### What you will do
Reproduce all of the data that follows, character for character.

### Stored data

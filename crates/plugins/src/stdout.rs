// SPDX-License-Identifier: BUSL-1.1
// Copyright (c) 2026 Alfred Jean LLC

//! out-stdout: human-readable lines on the engine's stderr.
//!
//! Writes to stderr rather than stdout: when the plugin runs as a child
//! process its stdout is the IPC channel, and stderr passes through to
//! the engine's terminal.

use chrono::{TimeZone, Utc};
use fluxion_core::{Event, EventTime};
use fluxion_plugin::{Env, OutputPlugin, Payload, Plugin, PluginError};
use async_trait::async_trait;
use fluxion_buffer::WriteError;
use std::io::Write;

pub(crate) fn format_time(time: EventTime) -> String {
    match Utc.timestamp_opt(time.as_secs(), time.subsec_nanos()).single() {
        Some(dt) => dt.to_rfc3339_opts(chrono::SecondsFormat::Millis, true),
        None => time.as_nanos().to_string(),
    }
}

pub struct StdoutOutput;

impl StdoutOutput {
    #[allow(clippy::new_without_default)]
    pub fn new() -> Self {
        Self
    }

    pub(crate) fn line(ev: &Event) -> String {
        let record = serde_json::to_string(&ev.record).unwrap_or_else(|_| "{}".to_string());
        format!("{} {} {}\n", format_time(ev.time), ev.tag, record)
    }
}

impl Plugin for StdoutOutput {
    fn init(&mut self, _env: &Env) -> Result<(), PluginError> {
        Ok(())
    }
}

#[async_trait]
impl OutputPlugin for StdoutOutput {
    fn encode(&self, ev: &Event) -> Result<Payload, PluginError> {
        Ok(Payload::Text(Self::line(ev)))
    }

    async fn write(&mut self, items: &[Payload]) -> Result<(), WriteError> {
        let stderr = std::io::stderr();
        let mut out = stderr.lock();
        for (n, item) in items.iter().enumerate() {
            out.write_all(item.as_bytes()).map_err(|err| WriteError::new(n, err))?;
        }
        out.flush().map_err(|err| WriteError::new(items.len(), err))?;
        Ok(())
    }
}

#[cfg(test)]
#[path = "stdout_tests.rs"]
mod tests;
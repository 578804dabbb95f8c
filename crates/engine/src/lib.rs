// SPDX-License-Identifier: BUSL-1.1
// Copyright (c) 2026 Alfred Jean LLC

// Allow panic!/unwrap/expect in test code
#![cfg_attr(test, allow(clippy::panic))]
#![cfg_attr(test, allow(clippy::unwrap_used))]
#![cfg_attr(test, allow(clippy::expect_used))]

//! fluxion-engine: the pipeline core.
//!
//! The engine owns one [`Instance`](instance::Instance) per distinct
//! plugin name, one exec unit per configuration block, tag routers for
//! output groups and the filter chain, and a process supervisor for
//! plugins that run as `fluxion-<name>` children. Embedded plugins run
//! in-process over mailbox pipes with the same protocol.

mod engine;
mod instance;
pub mod router;
mod supervisor;
mod unit;

pub use engine::Engine;
pub use router::{RouterError, TagRouter};
pub use supervisor::RestartPolicy;

use fluxion_wire::WireError;
use thiserror::Error;

/// Engine-level failures. Registration errors are fatal at startup;
/// send failures during operation feed the pending-queue machinery.
#[derive(Debug, Error)]
pub enum EngineError {
    #[error("no such buffer defined: {0}")]
    UnknownBuffer(String),

    #[error(transparent)]
    Router(#[from] RouterError),

    #[error("plugin process not connected")]
    NotConnected,

    #[error("pipe error: {0}")]
    Wire(#[from] WireError),

    #[error("engine already started")]
    AlreadyStarted,
}
use glam::Vec2;

use super::Texture;
use crate::coords::Rect;

/// One positioned glyph: a quad on screen and its region in the atlas.
#[derive(Debug, Copy, Clone, PartialEq)]
pub struct GlyphQuad {
    /// Quad relative to the run origin.
    pub bounds: Rect,
    pub uv_min: Vec2,
    pub uv_max: Vec2,
}

/// Laid-out text: an atlas texture plus textured quads.
///
/// Shaping and rasterisation happen upstream.
#[derive(Debug, Clone, PartialEq)]
pub struct GlyphRun {
    pub texture: Texture,
    pub quads: Vec<GlyphQuad>,
}

impl GlyphRun {
    pub fn new(texture: Texture) -> Self {
        Self {
            texture,
            quads: Vec::new(),
        }
    }

    /// Adds a glyph whose atlas region is given in pixels.
    pub fn push_glyph(&mut self, bounds: Rect, atlas_x: u32, atlas_y: u32, atlas_w: u32, atlas_h: u32) {
        let region = self.texture.region(atlas_x, atlas_y, atlas_w, atlas_h);
        self.quads.push(GlyphQuad {
            bounds,
            uv_min: region.uv_min(),
            uv_max: region.uv_max(),
        });
    }

    #[inline]
    pub fn is_empty(&self) -> bool {
        self.quads.is_empty()
    }

    #[inline]
    pub fn len(&self) -> usize {
        self.quads.len()
    }
}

### Result
filename crates/plugins/src/stdout.rs
// SPDX-License-Identifier: BUSL-1.1
// Copyright (c) 2026 Alfred Jean LLC

//! out-stdout: human-readable lines on the engine's stderr.
//!
//! Writes to stderr rather than stdout: when the plugin runs as a child
//! process its stdout is the IPC channel, and stderr passes through to
//! the engine's terminal.

use chrono::{TimeZone, Utc};
use fluxion_core::{Event, EventTime};
use fluxion_plugin::{Env, OutputPlugin, Payload, Plugin, PluginError};
use async_trait::async_trait;
use fluxion_buffer::WriteError;
use std::io::Write;

pub(crate) fn format_time(time: EventTime) -> String {
    match Utc.timestamp_opt(time.as_secs(), time.subsec_nanos()).single() {
        Some(dt) => dt.to_rfc3339_opts(chrono::SecondsFormat::Millis, true),
        None => time.as_nanos().to_string(),
    }
}

pub struct StdoutOutput;

impl StdoutOutput {
    #[allow(clippy::new_without_default)]
    pub fn new() -> Self {
        Self
    }

    pub(crate) fn line(ev: &Event) -> String {
        let record = serde_json::to_string(&ev.record).unwrap_or_else(|_| "{}".to_string());
        format!("{} {} {}\n", format_time(ev.time), ev.tag, record)
    }
}

impl Plugin for StdoutOutput {
    fn init(&mut self, _env: &Env) -> Result<(), PluginError> {
        Ok(())
    }
}

#[async_trait]
impl OutputPlugin for StdoutOutput {
    fn encode(&self, ev: &Event) -> Result<Payload, PluginError> {
        Ok(Payload::Text(Self::line(ev)))
    }

    async fn write(&mut self, items: &[Payload]) -> Result<(), WriteError> {
        let stderr = std::io::stderr();
        let mut out = stderr.lock();
        for (n, item) in items.iter().enumerate() {
            out.write_all(item.as_bytes()).map_err(|err| WriteError::new(n, err))?;
        }
        out.flush().map_err(|err| WriteError::new(items.len(), err))?;
        Ok(())
    }
}

#[cfg(test)]
#[path = "stdout_tests.rs"]
mod tests;
repository 578804dabbb95f8c
filename crates/engine/src/lib.rs
// SPDX-License-Identifier: BUSL-1.1
// Copyright (c) 2026 Alfred Jean LLC

// Allow panic!/unwrap/expect in test code
#![cfg_attr(test, allow(clippy::panic))]
#![cfg_attr(test, allow(clippy::unwrap_used))]
#![cfg_attr(test, allow(clippy::expect_used))]

//! fluxion-engine: the pipeline core.
//!
//! The engine owns one [`Instance`](instance::Instance) per distinct
//! plugin name, one exec unit per configuration block, tag routers for
//! output groups and the filter chain, and a process supervisor for
//! plugins that run as `fluxion-<name>` children. Embedded plugins run
//! in-process over mailbox pipes with the same protocol.

mod engine;
mod instance;
pub mod router;
mod supervisor;
mod unit;

pub use engine::Engine;
pub use router::{RouterError, TagRouter};
pub use supervisor::RestartPolicy;

use fluxion_wire::WireError;
use thiserror::Error;

/// Engine-level failures. Registration errors are fatal at startup;
/// send failures during operation feed the pending-queue machinery.
#[derive(Debug, Error)]
pub enum EngineError {
    #[error("no such buffer defined: {0}")]
    UnknownBuffer(String),

    #[error(transparent)]
    Router(#[from] RouterError),

    #[error("plugin process not connected")]
    NotConnected,

    #[error("pipe error: {0}")]
    Wire(#[from] WireError),

    #[error("engine already started")]
    AlreadyStarted,
}
use glam::Vec2;

use super::Texture;
use crate::coords::Rect;

/// One positioned glyph: a quad on screen and its region in the atlas.
#[derive(Debug, Copy, Clone, PartialEq)]
pub struct GlyphQuad {
    /// Quad relative to the run origin.
    pub bounds: Rect,
    pub uv_min: Vec2,
    pub uv_max: Vec2,
}

/// Laid-out text: an atlas texture plus textured quads.
///
/// Shaping and rasterisation happen upstream.
#[derive(Debug, Clone, PartialEq)]
pub struct GlyphRun {
    pub texture: Texture,
    pub quads: Vec<GlyphQuad>,
}

impl GlyphRun {
    pub fn new(texture: Texture) -> Self {
        Self {
            texture,
            quads: Vec::new(),
        }
    }

    /// Adds a glyph whose atlas region is given in pixels.
    pub fn push_glyph(&mut self, bounds: Rect, atlas_x: u32, atlas_y: u32, atlas_w: u32, atlas_h: u32) {
        let region = self.texture.region(atlas_x, atlas_y, atlas_w, atlas_h);
        self.quads.push(GlyphQuad {
            bounds,
            uv_min: region.uv_min(),
            uv_max: region.uv_max(),
        });
    }

    #[inline]
    pub fn is_empty(&self) -> bool {
        self.quads.is_empty()
    }

    #[inline]
    pub fn len(&self) -> usize {
        self.quads.len()
    }
}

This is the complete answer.